//! Error types for hookshelf-engine
//!
//! Registry and path failures from the lower crates convert into [`Error`]
//! so that every reconciler and checker operation returns a single type.

use hookshelf_core::path::AbsPath;
use std::path::PathBuf;
use std::sync::Arc;
use thiserror::Error;

/// Result type alias for engine operations
pub type Result<T> = std::result::Result<T, Error>;

/// Main error type for hookshelf-engine
#[derive(Error, Debug)]
pub enum Error {
    /// Error reading a file
    #[error("Failed to read file {path}: {source}")]
    FileRead {
        path: AbsPath,
        #[source]
        source: std::io::Error,
    },

    /// Error writing a file
    #[error("Failed to write file {path}: {source}")]
    FileWrite {
        path: AbsPath,
        #[source]
        source: std::io::Error,
    },

    /// Error creating a directory
    #[error("Failed to create directory {path}: {source}")]
    DirectoryCreate {
        path: AbsPath,
        #[source]
        source: std::io::Error,
    },

    /// Error walking a directory
    #[error("Failed to read directory {path}: {source}")]
    DirectoryRead {
        path: AbsPath,
        #[source]
        source: std::io::Error,
    },

    /// The requested hook is not in the registry
    #[error("Unknown hook: {id}")]
    UnknownHook { id: String },

    /// The requested preset is not in the registry
    #[error("Unknown preset: {name}")]
    UnknownPreset { name: String },

    /// Registry access failed
    #[error(transparent)]
    Registry(#[from] hookshelf_registry::Error),

    /// Path is not absolute
    #[error("Path must be absolute: {path}")]
    PathNotAbsolute { path: PathBuf },

    /// Invalid path prefix
    #[error("Path {} is not under base directory {}", path.display(), base.display())]
    InvalidPathPrefix {
        path: Arc<PathBuf>,
        base: Arc<PathBuf>,
    },

    /// IO error
    #[error("IO error: {0}")]
    Io(#[from] std::io::Error),

    /// Other error with context
    #[error("{context}: {source}")]
    Other {
        context: String,
        #[source]
        source: Box<dyn std::error::Error + Send + Sync>,
    },
}

// Convert from hookshelf_core::Error
impl From<hookshelf_core::Error> for Error {
    fn from(err: hookshelf_core::Error) -> Self {
        match err {
            hookshelf_core::Error::PathNotAbsolute { path } => Error::PathNotAbsolute { path },
            hookshelf_core::Error::InvalidPathPrefix { path, base } => {
                Error::InvalidPathPrefix { path, base }
            }
            hookshelf_core::Error::Io(e) => Error::Io(e),
            _ => Error::Other {
                context: "Project error".to_string(),
                source: Box::new(err),
            },
        }
    }
}

#[cfg(test)]
mod tests {
    #![allow(clippy::unwrap_used, clippy::panic)]
    use super::*;

    #[test]
    fn test_unknown_hook_message() {
        let err = Error::UnknownHook {
            id: "use-ghost".to_string(),
        };
        assert_eq!(err.to_string(), "Unknown hook: use-ghost");
    }

    #[test]
    fn test_from_core_error() {
        let err: Error = hookshelf_core::Error::PathNotAbsolute {
            path: PathBuf::from("rel"),
        }
        .into();
        assert!(matches!(err, Error::PathNotAbsolute { .. }));

        let err: Error = hookshelf_core::Error::Config("bad json".to_string()).into();
        assert!(err.to_string().contains("bad json"));
    }

    #[test]
    fn test_registry_error_is_transparent() {
        let fetch = hookshelf_registry::FetchError::new(404, "https://x.dev/registry.json");
        let err: Error = hookshelf_registry::Error::from(fetch).into();
        assert!(err.to_string().contains("404"));
    }
}
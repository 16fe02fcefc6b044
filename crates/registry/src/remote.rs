//! Registry-relative resource resolution
//!
//! A registry location is either the index document itself (ending in
//! `.json`) or the directory that contains `registry.json`. Every other
//! resource lives under the hook's storage path:
//!
//! ```text
//! <base>/registry.json
//! <base>/<path>/meta.json
//! <base>/<path>/<src>
//! <base>/<path>/README.md
//! ```

use crate::fs::FsClient;
use crate::http::{HttpClient, is_http_location};
use crate::model::{HookEntry, HookMetadata, Registry};
use crate::{RegistryClient, Result};

/// Name of the index document
pub const INDEX_FILE: &str = "registry.json";
/// Name of the per-hook metadata document
pub const METADATA_FILE: &str = "meta.json";
/// Name of the per-hook readme
pub const README_FILE: &str = "README.md";

/// A registry reachable through a [`RegistryClient`]
pub struct Remote {
    client: Box<dyn RegistryClient>,
    base: String,
    index: String,
}

impl Remote {
    /// Create a remote for `location` using an explicit transport
    pub fn new(location: &str, client: Box<dyn RegistryClient>) -> Self {
        let location = location.trim();
        let (base, index) = if location.to_ascii_lowercase().ends_with(".json") {
            let base = location
                .rsplit_once('/')
                .map_or_else(String::new, |(parent, _)| parent.to_string());
            (base, location.to_string())
        } else {
            let base = location.trim_end_matches('/').to_string();
            let index = join_url(&base, INDEX_FILE);
            (base, index)
        };

        Self {
            client,
            base,
            index,
        }
    }

    /// Open a remote, picking the transport from the location
    ///
    /// `http://` and `https://` locations are fetched over the network;
    /// anything else is read from the local filesystem.
    ///
    /// # Errors
    ///
    /// Returns an error if the HTTP client cannot be constructed
    pub fn open(location: &str) -> Result<Self> {
        let client: Box<dyn RegistryClient> = if is_http_location(location) {
            Box::new(HttpClient::new()?)
        } else {
            Box::new(FsClient::new())
        };
        tracing::debug!(location, transport = client.name(), "Opening registry");
        Ok(Self::new(location, client))
    }

    /// Location of the index document
    pub fn location(&self) -> &str {
        &self.index
    }

    /// Fetch and parse the registry index
    ///
    /// # Errors
    ///
    /// Returns an error if the index is unreachable or malformed
    pub fn registry(&self) -> Result<Registry> {
        let value = self.client.fetch_json(&self.index)?;
        Registry::from_value(value, &self.index)
    }

    /// Fetch and parse the metadata of a hook
    ///
    /// # Errors
    ///
    /// Returns an error if the metadata is unreachable or malformed
    pub fn metadata(&self, entry: &HookEntry) -> Result<HookMetadata> {
        let url = self.resource(entry, METADATA_FILE);
        let value = self.client.fetch_json(&url)?;
        HookMetadata::from_value(value, entry, &url)
    }

    /// Fetch the source text of one file of a hook
    ///
    /// # Errors
    ///
    /// Returns an error if the file is unreachable
    pub fn file(&self, entry: &HookEntry, src: &str) -> Result<String> {
        self.client.fetch_text(&self.resource(entry, src))
    }

    /// Fetch the readme of a hook
    ///
    /// # Errors
    ///
    /// Returns an error if the readme is unreachable
    pub fn readme(&self, entry: &HookEntry) -> Result<String> {
        self.client.fetch_text(&self.resource(entry, README_FILE))
    }

    fn resource(&self, entry: &HookEntry, name: &str) -> String {
        join_url(&join_url(&self.base, &entry.path), name)
    }
}

/// Join two location segments with exactly one `/`
fn join_url(base: &str, segment: &str) -> String {
    let segment = segment.trim_start_matches("./").trim_start_matches('/');
    if base.is_empty() {
        segment.to_string()
    } else {
        format!("{}/{}", base.trim_end_matches('/'), segment)
    }
}
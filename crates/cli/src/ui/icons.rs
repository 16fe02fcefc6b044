//! Status markers for terminal output
//!
//! Plain ASCII so output stays readable in logs and CI.

/// Status icon type
#[derive(Debug, Clone, Copy, PartialEq, Eq)]
pub enum StatusIcon {
    /// Operation completed
    Success,
    /// Completed with something worth a look
    Warning,
    /// Failed check
    Error,
    /// Neutral note
    Info,
}

impl StatusIcon {
    /// Text marker for this status
    pub fn get(self) -> &'static str {
        match self {
            Self::Success => "[OK]",
            Self::Warning => "[!]",
            Self::Error => "[X]",
            Self::Info => "[i]",
        }
    }
}
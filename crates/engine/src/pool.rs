//! Bounded fan-out for registry lookups
//!
//! Metadata for many hooks is fetched at once by `outdated` and `search`.
//! A fixed number of workers pull the next index from a shared counter, so at
//! most `workers` requests are ever in flight against the registry.

use rayon::ThreadPoolBuilder;
use std::sync::atomic::{AtomicUsize, Ordering};
use std::sync::mpsc;

/// Default number of concurrent lookups
pub const DEFAULT_WORKERS: usize = 8;

/// Apply `f` to every item with at most `workers` calls running at once
///
/// Results come back in input order regardless of completion order.
pub fn bounded_map<T, R, F>(items: &[T], workers: usize, f: F) -> Vec<R>
where
    T: Sync,
    R: Send,
    F: Fn(&T) -> R + Sync,
{
    let workers = workers.clamp(1, items.len().max(1));

    let pool = match ThreadPoolBuilder::new()
        .num_threads(workers)
        .thread_name(|i| format!("hookshelf-fetch-{i}"))
        .build()
    {
        Ok(pool) => pool,
        Err(e) => {
            tracing::warn!("Failed to start worker pool, running sequentially: {e}");
            return items.iter().map(f).collect();
        }
    };

    let next = AtomicUsize::new(0);
    let (tx, rx) = mpsc::channel();

    pool.scope(|scope| {
        for _ in 0..workers {
            let tx = tx.clone();
            let next = &next;
            let f = &f;
            scope.spawn(move |_| {
                loop {
                    let index = next.fetch_add(1, Ordering::Relaxed);
                    let Some(item) = items.get(index) else {
                        break;
                    };
                    if tx.send((index, f(item))).is_err() {
                        break;
                    }
                }
            });
        }
    });
    drop(tx);

    let mut results: Vec<(usize, R)> = rx.into_iter().collect();
    results.sort_by_key(|(index, _)| *index);
    results.into_iter().map(|(_, result)| result).collect()
}
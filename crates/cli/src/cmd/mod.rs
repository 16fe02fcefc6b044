//! CLI command implementations
//!
//! This module contains all command implementations for the hookshelf CLI.

pub mod add;
pub mod doctor;
pub mod info;
pub mod init;
pub mod list;
pub mod migrate;
pub mod outdated;
pub mod preset;
pub mod readme;
pub mod remove;
pub mod search;
pub mod update;

use owo_colors::OwoColorize;
use std::path::Path;

use hookshelf_engine::reconcile::{FileAction, InstallReport};

use crate::ui::StatusIcon;

/// Print the per-file outcome of an install or update
pub(crate) fn print_install_report(report: &InstallReport, root: &Path, dry_run: bool) {
    let verb = if dry_run { "Would install" } else { "Installed" };

    println!(
        "{} {} {}@{}",
        StatusIcon::Success.get().green(),
        verb,
        report.id.bold(),
        report.version
    );

    for file in &report.files {
        let shown = file
            .path
            .as_path()
            .strip_prefix(root)
            .unwrap_or(file.path.as_path());
        match &file.action {
            FileAction::Planned => println!("    {} {}", "~".dimmed(), shown.display()),
            FileAction::Created => println!("    {} {}", "+".green(), shown.display()),
            FileAction::Replaced { backup: Some(backup) } => println!(
                "    {} {} (backup: {})",
                "~".yellow(),
                shown.display(),
                backup.file_name().unwrap_or_default().dimmed()
            ),
            FileAction::Replaced { backup: None } => {
                println!("    {} {}", "~".yellow(), shown.display());
            }
        }
    }

    if let Some(index) = &report.index {
        let shown = index.as_path().strip_prefix(root).unwrap_or(index.as_path());
        println!("    {} {}", "index".dimmed(), shown.display());
    }
}
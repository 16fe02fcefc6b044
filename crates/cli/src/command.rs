//! Command trait for hookshelf CLI
//!
//! Every subcommand that runs against a project implements [`Command`]. The
//! `execute` method receives a [`RuntimeContext`] holding the discovered
//! project and the registry remote.

use crate::common::RuntimeContext;
use crate::error::Result;

/// Trait for all hookshelf commands
///
/// # Example
///
/// ```rust,ignore
/// use crate::command::Command;
/// use crate::common::RuntimeContext;
/// use crate::error::Result;
/// use clap::Args;
///
/// #[derive(Debug, Args)]
/// pub struct MyCommand {
///     #[arg(long)]
///     pub json: bool,
/// }
///
/// impl Command for MyCommand {
///     type Output = ();
///
///     fn execute(&self, context: &RuntimeContext) -> Result<()> {
///         let registry = context.load_registry()?;
///         Ok(())
///     }
/// }
/// ```
pub trait Command {
    /// The type returned by this command
    type Output;

    /// Execute the command with the given runtime context
    ///
    /// # Errors
    ///
    /// Returns a `CommandError` if the command fails to execute
    fn execute(&self, context: &RuntimeContext) -> Result<Self::Output>;
}
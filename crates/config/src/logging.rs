//! Logging configuration for the hookshelf CLI
//!
//! Terminal diagnostics go to stderr so that command output on stdout stays
//! pipeable (`hookshelf list --json | jq`). An optional log file receives
//! everything at debug level.

use crate::Result;
use std::path::Path;
use tracing_subscriber::{EnvFilter, Layer, fmt, layer::SubscriberExt, util::SubscriberInitExt};

/// Initialize the logging system
///
/// # Arguments
/// * `verbose` - Enable debug level logging on the terminal
/// * `log_file` - Optional path to append logs to
///
/// # Examples
/// ```ignore
/// // Warnings and errors only
/// init(false, None)?;
///
/// // Verbose mode, also written to a file
/// init(true, Some(Path::new("hookshelf.log")))?;
/// ```
pub fn init(verbose: bool, log_file: Option<&Path>) -> Result<()> {
    let level = if verbose { "debug" } else { "warn" };

    // RUST_LOG wins over the verbosity flag
    let env_filter = EnvFilter::try_from_default_env()
        .or_else(|_| {
            EnvFilter::try_new(format!(
                "hookshelf={level},hookshelf_engine={level},hookshelf_registry={level},hookshelf_config={level}"
            ))
        })
        .expect("failed to create default env filter");

    let stderr_layer = fmt::layer()
        .with_writer(std::io::stderr)
        .with_target(false)
        .with_thread_ids(false)
        .with_thread_names(false)
        .with_file(false)
        .with_line_number(false)
        .without_time()
        .compact()
        .with_ansi(true)
        .with_filter(env_filter);

    match log_file {
        Some(log_path) => {
            let file = std::fs::OpenOptions::new()
                .create(true)
                .append(true)
                .open(log_path)?;

            let file_layer = fmt::layer()
                .with_writer(file)
                .with_ansi(false)
                .with_target(true)
                .with_thread_ids(true)
                .with_file(true)
                .with_line_number(true)
                .pretty()
                .with_filter(EnvFilter::try_new("debug").expect("'debug' is a valid filter"));

            tracing_subscriber::registry()
                .with(stderr_layer)
                .with(file_layer)
                .try_init()
                .map_err(|e| hookshelf_core::Error::Message(format!("Failed to init logging: {e}")))?;
        }
        None => {
            tracing_subscriber::registry()
                .with(stderr_layer)
                .try_init()
                .map_err(|e| hookshelf_core::Error::Message(format!("Failed to init logging: {e}")))?;
        }
    }

    Ok(())
}
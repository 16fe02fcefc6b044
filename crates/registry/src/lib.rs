//! Hook registry access
//!
//! This crate provides a unified interface for reading a hook registry,
//! wherever it is hosted:
//!
//! - [`model`]: typed records for the registry index and per-hook metadata
//! - [`RegistryClient`]: the transport seam (`fetch_json` / `fetch_text`)
//! - [`http::HttpClient`]: registries served over HTTP(S)
//! - [`fs::FsClient`]: registries mirrored into a local directory
//! - [`remote::Remote`]: resolves registry-relative locations and parses responses

use serde_json::Value as JsonValue;
use thiserror::Error;

pub mod fs;
pub mod http;
pub mod model;
pub mod remote;

pub use model::{FileDescriptor, HookEntry, HookMetadata, Registry};
pub use remote::Remote;

/// Result type for registry operations
pub type Result<T> = std::result::Result<T, Error>;

/// A registry resource could not be retrieved
///
/// Carries the status code reported by the transport. JSON lookups attach a
/// human hint for the common 404/401/403 cases.
#[derive(Error, Debug, Clone, PartialEq, Eq)]
#[error("Request to {url} failed with status {status}{}", .hint.as_ref().map(|h| format!("\n  hint: {h}")).unwrap_or_default())]
pub struct FetchError {
    /// Status code (HTTP status, or the closest equivalent for local registries)
    pub status: u16,
    /// Location that was requested
    pub url: String,
    /// Optional advice for the user
    pub hint: Option<String>,
}

impl FetchError {
    /// Create an error without a hint
    pub fn new(status: u16, url: impl Into<String>) -> Self {
        Self {
            status,
            url: url.into(),
            hint: None,
        }
    }

    /// Attach the standard hint for this status, if there is one
    #[must_use]
    pub fn with_hint(mut self) -> Self {
        self.hint = match self.status {
            404 => Some(
                "the resource does not exist; check the registry location and the hook id"
                    .to_string(),
            ),
            401 | 403 => Some(
                "the registry refused the request; check that it is public or that you have access"
                    .to_string(),
            ),
            _ => None,
        };
        self
    }
}

/// Error types for registry access
#[derive(Error, Debug)]
pub enum Error {
    /// The registry answered with a non-success status
    #[error(transparent)]
    Fetch(#[from] FetchError),

    /// The request never produced a response
    #[error("Failed to reach {url}: {source}")]
    Transport {
        url: String,
        #[source]
        source: reqwest::Error,
    },

    /// The response body was not valid JSON
    #[error("Invalid JSON from {url}: {source}")]
    InvalidJson {
        url: String,
        #[source]
        source: serde_json::Error,
    },

    /// The JSON did not have the expected shape
    #[error("Invalid registry data from {url}: {message}")]
    Schema { url: String, message: String },

    /// Local registry read failure
    #[error("IO error: {0}")]
    Io(#[from] std::io::Error),
}

impl Error {
    /// Status code of a failed fetch, if this is one
    pub fn status(&self) -> Option<u16> {
        match self {
            Self::Fetch(e) => Some(e.status),
            _ => None,
        }
    }
}

/// Transport used to read registry resources
///
/// Implementations only move bytes; locating resources and parsing them is
/// the job of [`Remote`]. Both methods fail with [`Error::Fetch`] when the
/// resource is unavailable.
pub trait RegistryClient: Send + Sync {
    /// Short name of the transport, for diagnostics
    fn name(&self) -> &str;

    /// Fetch and parse a JSON document
    ///
    /// Non-success statuses carry a hint (see [`FetchError::with_hint`]).
    fn fetch_json(&self, url: &str) -> Result<JsonValue>;

    /// Fetch a raw text document
    fn fetch_text(&self, url: &str) -> Result<String>;
}

#[cfg(test)]
mod tests {
    #![allow(clippy::unwrap_used, clippy::panic)]
    use super::*;

    #[test]
    fn test_fetch_error_hint_for_not_found() {
        let err = FetchError::new(404, "https://example.com/registry.json").with_hint();
        let msg = err.to_string();
        assert!(msg.contains("404"));
        assert!(msg.contains("https://example.com/registry.json"));
        assert!(msg.contains("hint: the resource does not exist"));
    }

    #[test]
    fn test_fetch_error_hint_for_forbidden() {
        for status in [401, 403] {
            let err = FetchError::new(status, "u").with_hint();
            assert!(err.hint.unwrap().contains("refused"));
        }
    }

    #[test]
    fn test_fetch_error_without_hint() {
        let err = FetchError::new(500, "u").with_hint();
        assert!(err.hint.is_none());
        assert!(!err.to_string().contains("hint"));
    }

    #[test]
    fn test_error_status() {
        let err: Error = FetchError::new(404, "u").into();
        assert_eq!(err.status(), Some(404));

        let err = Error::Schema {
            url: "u".to_string(),
            message: "bad".to_string(),
        };
        assert_eq!(err.status(), None);
    }
}
//! Alias import rewriting
//!
//! Hooks in the registry import shared code through a symbolic alias
//! (`@/lib/utils`). Projects that install them may not configure that alias,
//! so every aliased import is rewritten to a path relative to the installed
//! file. Only four statement shapes are recognized; a prefix that merely
//! appears inside a string or comment is left alone.

use hookshelf_config::AliasRule;
use hookshelf_core::path::{AbsPath, normalize, relative_to};
use regex::Regex;
use std::path::{Component, Path, PathBuf};

/// One recognized import statement shape
///
/// Each pattern exposes two named groups: `spec` (the full `<prefix>X`
/// specifier, which is the only span ever replaced) and `sub` (the `X` part).
#[derive(Debug)]
pub struct ImportShape {
    /// Short name, for diagnostics
    pub name: &'static str,
    regex: Regex,
}

impl ImportShape {
    /// Build the ordered matcher list for an alias prefix
    ///
    /// Order matters: when two shapes match at the same offset the earlier
    /// one wins.
    pub fn for_prefix(prefix: &str) -> Vec<Self> {
        let spec = format!(r#"(?P<spec>{}(?P<sub>[^"'\s]+))"#, regex::escape(prefix));

        vec![
            Self::new("static", &format!(r#"\bfrom\s*["']{spec}["']"#)),
            Self::new(
                "dynamic",
                &format!(r#"\bimport\s*\(\s*["']{spec}["']\s*\)"#),
            ),
            Self::new(
                "reexport",
                &format!(r#"\bexport\s*\*\s*(?:as\s+[\w$]+\s+)?from\s*["']{spec}["']"#),
            ),
            Self::new(
                "require",
                &format!(r#"\brequire\s*\(\s*["']{spec}["']\s*\)"#),
            ),
        ]
    }

    fn new(name: &'static str, pattern: &str) -> Self {
        // The prefix is escaped, so the pattern is always valid
        let regex = Regex::new(pattern).expect("import shape pattern is valid");
        Self { name, regex }
    }

    /// Find the next occurrence at or after `pos`
    ///
    /// Returns `(match_start, spec_range, sub)`.
    fn find_at<'a>(
        &self,
        code: &'a str,
        pos: usize,
    ) -> Option<(usize, std::ops::Range<usize>, &'a str)> {
        let caps = self.regex.captures_at(code, pos)?;
        let whole = caps.get(0)?;
        let spec = caps.name("spec")?;
        let sub = caps.name("sub")?;
        Some((whole.start(), spec.range(), sub.as_str()))
    }
}

/// Rewrite every aliased import in `code` to a path relative to `destination`
///
/// Returns `code` unchanged when no alias rule is configured or when nothing
/// in the file uses the prefix.
///
/// # Examples
///
/// ```
/// use hookshelf_config::AliasRule;
/// use hookshelf_core::path::AbsPath;
/// use hookshelf_engine::rewrite::rewrite_imports;
/// use std::path::Path;
///
/// # fn main() -> Result<(), Box<dyn std::error::Error>> {
/// let alias = AliasRule::new("@/", "src");
/// let dest = AbsPath::new("/app/src/hooks/use-x.ts".into())?;
///
/// let out = rewrite_imports(
///     r#"import { cn } from "@/lib/utils";"#,
///     Some(&alias),
///     &dest,
///     Path::new("/app"),
/// );
/// assert_eq!(out, r#"import { cn } from "../lib/utils";"#);
/// # Ok(())
/// # }
/// ```
pub fn rewrite_imports(
    code: &str,
    alias: Option<&AliasRule>,
    destination: &AbsPath,
    project_root: &Path,
) -> String {
    let Some(alias) = alias else {
        return code.to_string();
    };
    if alias.prefix.is_empty() || alias.target.as_os_str().is_empty() {
        return code.to_string();
    }

    let prefix = if alias.prefix.ends_with('/') {
        alias.prefix.clone()
    } else {
        format!("{}/", alias.prefix)
    };
    if !code.contains(prefix.as_str()) {
        return code.to_string();
    }

    let alias_root = normalize(&project_root.join(&alias.target));
    let dest_dir = destination
        .parent()
        .map_or_else(|| PathBuf::from("/"), AbsPath::into_path_buf);
    let shapes = ImportShape::for_prefix(&prefix);

    let mut out = String::with_capacity(code.len());
    let mut copied = 0;
    let mut pos = 0;

    while pos < code.len() {
        // Earliest match wins; ties go to the first shape in the list
        let next = shapes
            .iter()
            .filter_map(|shape| shape.find_at(code, pos).map(|m| (shape.name, m)))
            .min_by_key(|(_, (start, _, _))| *start);

        let Some((shape, (_, spec, sub))) = next else {
            break;
        };

        let replacement = relative_specifier(&alias_root.join(sub), &dest_dir);
        tracing::debug!(shape, from = &code[spec.clone()], to = %replacement, "Rewrote import");

        out.push_str(&code[copied..spec.start]);
        out.push_str(&replacement);
        copied = spec.end;
        pos = spec.end;
    }

    out.push_str(&code[copied..]);
    out
}

/// Portable relative import specifier for `target` as seen from `from_dir`
fn relative_specifier(target: &Path, from_dir: &Path) -> String {
    let rel = relative_to(target, from_dir);
    let joined = rel
        .components()
        .filter_map(|c| match c {
            Component::Normal(part) => Some(part.to_string_lossy().into_owned()),
            Component::ParentDir => Some("..".to_string()),
            _ => None,
        })
        .collect::<Vec<_>>()
        .join("/");

    if joined.is_empty() {
        ".".to_string()
    } else if joined.starts_with('.') {
        joined
    } else {
        format!("./{joined}")
    }
}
■ ■ ■ ■ ■
_Problem to solve_
Within the listing above, locate the line containing "let location = location.trim();" and the line containing "pub fn registry(&self)". Reproduce those two lines and all lines between them exactly, with nothing added.

_Finished exercise_
        let location = location.trim();
        let (base, index) = if location.to_ascii_lowercase().ends_with(".json") {
            let base = location
                .rsplit_once('/')
                .map_or_else(String::new, |(parent, _)| parent.to_string());
            (base, location.to_string())
        } else {
            let base = location.trim_end_matches('/').to_string();
            let index = join_url(&base, INDEX_FILE);
            (base, index)
        };

        Self {
            client,
            base,
            index,
        }
    }

    /// Open a remote, picking the transport from the location
    ///
    /// `http://` and `https://` locations are fetched over the network;
    /// anything else is read from the local filesystem.
    ///
    /// # Errors
    ///
    /// Returns an error if the HTTP client cannot be constructed
    pub fn open(location: &str) -> Result<Self> {
        let client: Box<dyn RegistryClient> = if is_http_location(location) {
            Box::new(HttpClient::new()?)
        } else {
            Box::new(FsClient::new())
        };
        tracing::debug!(location, transport = client.name(), "Opening registry");
        Ok(Self::new(location, client))
    }

    /// Location of the index document
    pub fn location(&self) -> &str {
        &self.index
    }

    /// Fetch and parse the registry index
    ///
    /// # Errors
    ///
    /// Returns an error if the index is unreachable or malformed
    pub fn registry(&self) -> Result<Registry> {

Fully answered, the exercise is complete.